Print the data that follows exactly, leaving nothing out.

BEGIN DATA FOR THIS TASK

use chrono::Utc;
use serde::{Deserialize, Serialize};
use sqlx::FromRow;

use super::event::{is_busy, is_unique_violation};

#[derive(Debug, Clone, PartialEq, FromRow, Serialize, Deserialize)]
pub struct QueueEntry {
    pub event_id: i64,
    pub position: i64,
    pub user_id: i64,
    pub username: Option<String>,
    pub first_name: Option<String>,
    pub registered_at: String,
}

/// The Telegram user claiming a position.
#[derive(Debug, Clone, PartialEq, Eq)]
pub struct QueueUser {
    pub user_id: i64,
    pub username: Option<String>,
    pub first_name: Option<String>,
}

#[derive(Debug, Clone, PartialEq, Eq)]
pub enum RegistrationOutcome {
    Registered { position: i64 },
    EventNotFound,
    OutOfRange { max: i64 },
    PositionTaken { position: i64, holder: String },
    AlreadyRegistered { position: i64 },
    /// Lost a race against a concurrent registration.
    Conflict,
}

impl RegistrationOutcome {
    pub fn is_registered(&self) -> bool {
        matches!(self, RegistrationOutcome::Registered { .. })
    }

    pub fn message(&self) -> String {
        match self {
            RegistrationOutcome::Registered { position } => {
                format!("✅ You're in position {position}")
            }
            RegistrationOutcome::EventNotFound => "❌ Event not found".to_string(),
            RegistrationOutcome::OutOfRange { max } => {
                format!("❌ Position must be between 1 and {max}")
            }
            RegistrationOutcome::PositionTaken { position, holder } => {
                format!("❌ Position {position} is already taken ({holder})")
            }
            RegistrationOutcome::AlreadyRegistered { position } => {
                format!("⚠️ You're already registered in position {position}")
            }
            RegistrationOutcome::Conflict => {
                "❌ Registration failed, please try again".to_string()
            }
        }
    }
}

impl QueueEntry {
    /// Claims `position` in the event's queue for `user`.
    ///
    /// The insert is a single statement guarded by the event's bounds, so
    /// SQLite takes the write lock before anything is read and the unique
    /// constraints on `queue` settle who was first. A refused insert is then
    /// explained by reading the current state.
    pub async fn register(
        pool: &sqlx::SqlitePool,
        event_id: i64,
        position: i64,
        user: &QueueUser,
    ) -> Result<RegistrationOutcome, sqlx::Error> {
        let now = Utc::now().to_rfc3339();
        let inserted = sqlx::query(
            r#"
            INSERT INTO queue (event_id, position, user_id, username, first_name, registered_at)
            SELECT id, ?, ?, ?, ?, ?
            FROM events
            WHERE id = ? AND ? BETWEEN 1 AND max_positions
            "#
        )
        .bind(position)
        .bind(user.user_id)
        .bind(&user.username)
        .bind(&user.first_name)
        .bind(&now)
        .bind(event_id)
        .bind(position)
        .execute(pool)
        .await;

        match inserted {
            Ok(result) if result.rows_affected() > 0 => {
                Ok(RegistrationOutcome::Registered { position })
            }
            Ok(_) => Self::explain_out_of_bounds(pool, event_id).await,
            Err(e) if is_unique_violation(&e) => {
                Self::explain_collision(pool, event_id, position, user.user_id).await
            }
            Err(e) if is_busy(&e) => Ok(RegistrationOutcome::Conflict),
            Err(e) => Err(e),
        }
    }

    /// Nothing was inserted: the event is gone or the position is outside it.
    async fn explain_out_of_bounds(
        pool: &sqlx::SqlitePool,
        event_id: i64,
    ) -> Result<RegistrationOutcome, sqlx::Error> {
        let max_positions: Option<(i64,)> =
            sqlx::query_as("SELECT max_positions FROM events WHERE id = ?")
                .bind(event_id)
                .fetch_optional(pool)
                .await?;

        Ok(match max_positions {
            Some((max,)) => RegistrationOutcome::OutOfRange { max },
            None => RegistrationOutcome::EventNotFound,
        })
    }

    /// The insert hit a unique constraint: the position is held, or the user already has one.
    async fn explain_collision(
        pool: &sqlx::SqlitePool,
        event_id: i64,
        position: i64,
        user_id: i64,
    ) -> Result<RegistrationOutcome, sqlx::Error> {
        let holder = sqlx::query_as::<_, QueueEntry>(
            "SELECT event_id, position, user_id, username, first_name, registered_at
             FROM queue WHERE event_id = ? AND position = ?"
        )
        .bind(event_id)
        .bind(position)
        .fetch_optional(pool)
        .await?;

        if let Some(holder) = holder {
            return Ok(RegistrationOutcome::PositionTaken {
                position,
                holder: holder.holder_name(),
            });
        }

        if let Some(own) = Self::find_for_user(pool, event_id, user_id).await? {
            return Ok(RegistrationOutcome::AlreadyRegistered { position: own.position });
        }

        // The conflicting row was removed in the meantime
        Ok(RegistrationOutcome::Conflict)
    }

    /// Frees the user's position. Returns `false` if they weren't queued.
    pub async fn cancel(
        pool: &sqlx::SqlitePool,
        event_id: i64,
        user_id: i64,
    ) -> Result<bool, sqlx::Error> {
        let result = sqlx::query("DELETE FROM queue WHERE event_id = ? AND user_id = ?")
            .bind(event_id)
            .bind(user_id)
            .execute(pool)
            .await?;

        Ok(result.rows_affected() > 0)
    }

    pub async fn find_by_event(
        pool: &sqlx::SqlitePool,
        event_id: i64,
    ) -> Result<Vec<Self>, sqlx::Error> {
        sqlx::query_as::<_, QueueEntry>(
            "SELECT event_id, position, user_id, username, first_name, registered_at
             FROM queue WHERE event_id = ? ORDER BY position"
        )
        .bind(event_id)
        .fetch_all(pool)
        .await
    }

    pub async fn find_for_user(
        pool: &sqlx::SqlitePool,
        event_id: i64,
        user_id: i64,
    ) -> Result<Option<Self>, sqlx::Error> {
        sqlx::query_as::<_, QueueEntry>(
            "SELECT event_id, position, user_id, username, first_name, registered_at
             FROM queue WHERE event_id = ? AND user_id = ?"
        )
        .bind(event_id)
        .bind(user_id)
        .fetch_optional(pool)
        .await
    }

    /// Every queue row, grouped by event and ordered by position.
    pub async fn find_all(pool: &sqlx::SqlitePool) -> Result<Vec<Self>, sqlx::Error> {
        sqlx::query_as::<_, QueueEntry>(
            "SELECT event_id, position, user_id, username, first_name, registered_at
             FROM queue ORDER BY event_id, position"
        )
        .fetch_all(pool)
        .await
    }

    /// Name shown in queue listings.
    pub fn display_name(&self) -> &str {
        non_blank(&self.first_name)
            .or_else(|| non_blank(&self.username))
            .unwrap_or("—")
    }

    fn holder_name(&self) -> String {
        non_blank(&self.first_name)
            .or_else(|| non_blank(&self.username))
            .map(str::to_string)
            .unwrap_or_else(|| format!("ID:{}", self.user_id))
    }
}

fn non_blank(value: &Option<String>) -> Option<&str> {
    value.as_deref().filter(|v| !v.trim().is_empty())
}

/// Telegram user ids are unsigned; the queue stores them as SQLite integers.
pub fn db_user_id(user_id: u64) -> Option<i64> {
    i64::try_from(user_id).ok()
}

/// Free positions in `1..=max`, ascending. The first one is the nearest free slot.
pub fn available_positions(max: i64, taken: &[i64]) -> Vec<i64> {
    (1..=max).filter(|p| !taken.contains(p)).collect()
}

END DATA FOR THIS TASK

> **RESPONSE**
use chrono::Utc;
use serde::{Deserialize, Serialize};
use sqlx::FromRow;

use super::event::{is_busy, is_unique_violation};

#[derive(Debug, Clone, PartialEq, FromRow, Serialize, Deserialize)]
pub struct QueueEntry {
    pub event_id: i64,
    pub position: i64,
    pub user_id: i64,
    pub username: Option<String>,
    pub first_name: Option<String>,
    pub registered_at: String,
}

/// The Telegram user claiming a position.
#[derive(Debug, Clone, PartialEq, Eq)]
pub struct QueueUser {
    pub user_id: i64,
    pub username: Option<String>,
    pub first_name: Option<String>,
}

#[derive(Debug, Clone, PartialEq, Eq)]
pub enum RegistrationOutcome {
    Registered { position: i64 },
    EventNotFound,
    OutOfRange { max: i64 },
    PositionTaken { position: i64, holder: String },
    AlreadyRegistered { position: i64 },
    /// Lost a race against a concurrent registration.
    Conflict,
}

impl RegistrationOutcome {
    pub fn is_registered(&self) -> bool {
        matches!(self, RegistrationOutcome::Registered { .. })
    }

    pub fn message(&self) -> String {
        match self {
            RegistrationOutcome::Registered { position } => {
                format!("✅ You're in position {position}")
            }
            RegistrationOutcome::EventNotFound => "❌ Event not found".to_string(),
            RegistrationOutcome::OutOfRange { max } => {
                format!("❌ Position must be between 1 and {max}")
            }
            RegistrationOutcome::PositionTaken { position, holder } => {
                format!("❌ Position {position} is already taken ({holder})")
            }
            RegistrationOutcome::AlreadyRegistered { position } => {
                format!("⚠️ You're already registered in position {position}")
            }
            RegistrationOutcome::Conflict => {
                "❌ Registration failed, please try again".to_string()
            }
        }
    }
}

impl QueueEntry {
    /// Claims `position` in the event's queue for `user`.
    ///
    /// The insert is a single statement guarded by the event's bounds, so
    /// SQLite takes the write lock before anything is read and the unique
    /// constraints on `queue` settle who was first. A refused insert is then
    /// explained by reading the current state.
    pub async fn register(
        pool: &sqlx::SqlitePool,
        event_id: i64,
        position: i64,
        user: &QueueUser,
    ) -> Result<RegistrationOutcome, sqlx::Error> {
        let now = Utc::now().to_rfc3339();
        let inserted = sqlx::query(
            r#"
            INSERT INTO queue (event_id, position, user_id, username, first_name, registered_at)
            SELECT id, ?, ?, ?, ?, ?
            FROM events
            WHERE id = ? AND ? BETWEEN 1 AND max_positions
            "#
        )
        .bind(position)
        .bind(user.user_id)
        .bind(&user.username)
        .bind(&user.first_name)
        .bind(&now)
        .bind(event_id)
        .bind(position)
        .execute(pool)
        .await;

        match inserted {
            Ok(result) if result.rows_affected() > 0 => {
                Ok(RegistrationOutcome::Registered { position })
            }
            Ok(_) => Self::explain_out_of_bounds(pool, event_id).await,
            Err(e) if is_unique_violation(&e) => {
                Self::explain_collision(pool, event_id, position, user.user_id).await
            }
            Err(e) if is_busy(&e) => Ok(RegistrationOutcome::Conflict),
            Err(e) => Err(e),
        }
    }

    /// Nothing was inserted: the event is gone or the position is outside it.
    async fn explain_out_of_bounds(
        pool: &sqlx::SqlitePool,
        event_id: i64,
    ) -> Result<RegistrationOutcome, sqlx::Error> {
        let max_positions: Option<(i64,)> =
            sqlx::query_as("SELECT max_positions FROM events WHERE id = ?")
                .bind(event_id)
                .fetch_optional(pool)
                .await?;

        Ok(match max_positions {
            Some((max,)) => RegistrationOutcome::OutOfRange { max },
            None => RegistrationOutcome::EventNotFound,
        })
    }

    /// The insert hit a unique constraint: the position is held, or the user already has one.
    async fn explain_collision(
        pool: &sqlx::SqlitePool,
        event_id: i64,
        position: i64,
        user_id: i64,
    ) -> Result<RegistrationOutcome, sqlx::Error> {
        let holder = sqlx::query_as::<_, QueueEntry>(
            "SELECT event_id, position, user_id, username, first_name, registered_at
             FROM queue WHERE event_id = ? AND position = ?"
        )
        .bind(event_id)
        .bind(position)
        .fetch_optional(pool)
        .await?;

        if let Some(holder) = holder {
            return Ok(RegistrationOutcome::PositionTaken {
                position,
                holder: holder.holder_name(),
            });
        }

        if let Some(own) = Self::find_for_user(pool, event_id, user_id).await? {
            return Ok(RegistrationOutcome::AlreadyRegistered { position: own.position });
        }

        // The conflicting row was removed in the meantime
        Ok(RegistrationOutcome::Conflict)
    }

    /// Frees the user's position. Returns `false` if they weren't queued.
    pub async fn cancel(
        pool: &sqlx::SqlitePool,
        event_id: i64,
        user_id: i64,
    ) -> Result<bool, sqlx::Error> {
        let result = sqlx::query("DELETE FROM queue WHERE event_id = ? AND user_id = ?")
            .bind(event_id)
            .bind(user_id)
            .execute(pool)
            .await?;

        Ok(result.rows_affected() > 0)
    }

    pub async fn find_by_event(
        pool: &sqlx::SqlitePool,
        event_id: i64,
    ) -> Result<Vec<Self>, sqlx::Error> {
        sqlx::query_as::<_, QueueEntry>(
            "SELECT event_id, position, user_id, username, first_name, registered_at
             FROM queue WHERE event_id = ? ORDER BY position"
        )
        .bind(event_id)
        .fetch_all(pool)
        .await
    }

    pub async fn find_for_user(
        pool: &sqlx::SqlitePool,
        event_id: i64,
        user_id: i64,
    ) -> Result<Option<Self>, sqlx::Error> {
        sqlx::query_as::<_, QueueEntry>(
            "SELECT event_id, position, user_id, username, first_name, registered_at
             FROM queue WHERE event_id = ? AND user_id = ?"
        )
        .bind(event_id)
        .bind(user_id)
        .fetch_optional(pool)
        .await
    }

    /// Every queue row, grouped by event and ordered by position.
    pub async fn find_all(pool: &sqlx::SqlitePool) -> Result<Vec<Self>, sqlx::Error> {
        sqlx::query_as::<_, QueueEntry>(
            "SELECT event_id, position, user_id, username, first_name, registered_at
             FROM queue ORDER BY event_id, position"
        )
        .fetch_all(pool)
        .await
    }

    /// Name shown in queue listings.
    pub fn display_name(&self) -> &str {
        non_blank(&self.first_name)
            .or_else(|| non_blank(&self.username))
            .unwrap_or("—")
    }

    fn holder_name(&self) -> String {
        non_blank(&self.first_name)
            .or_else(|| non_blank(&self.username))
            .map(str::to_string)
            .unwrap_or_else(|| format!("ID:{}", self.user_id))
    }
}

fn non_blank(value: &Option<String>) -> Option<&str> {
    value.as_deref().filter(|v| !v.trim().is_empty())
}

/// Telegram user ids are unsigned; the queue stores them as SQLite integers.
pub fn db_user_id(user_id: u64) -> Option<i64> {
    i64::try_from(user_id).ok()
}

/// Free positions in `1..=max`, ascending. The first one is the nearest free slot.
pub fn available_positions(max: i64, taken: &[i64]) -> Vec<i64> {
    (1..=max).filter(|p| !taken.contains(p)).collect()
}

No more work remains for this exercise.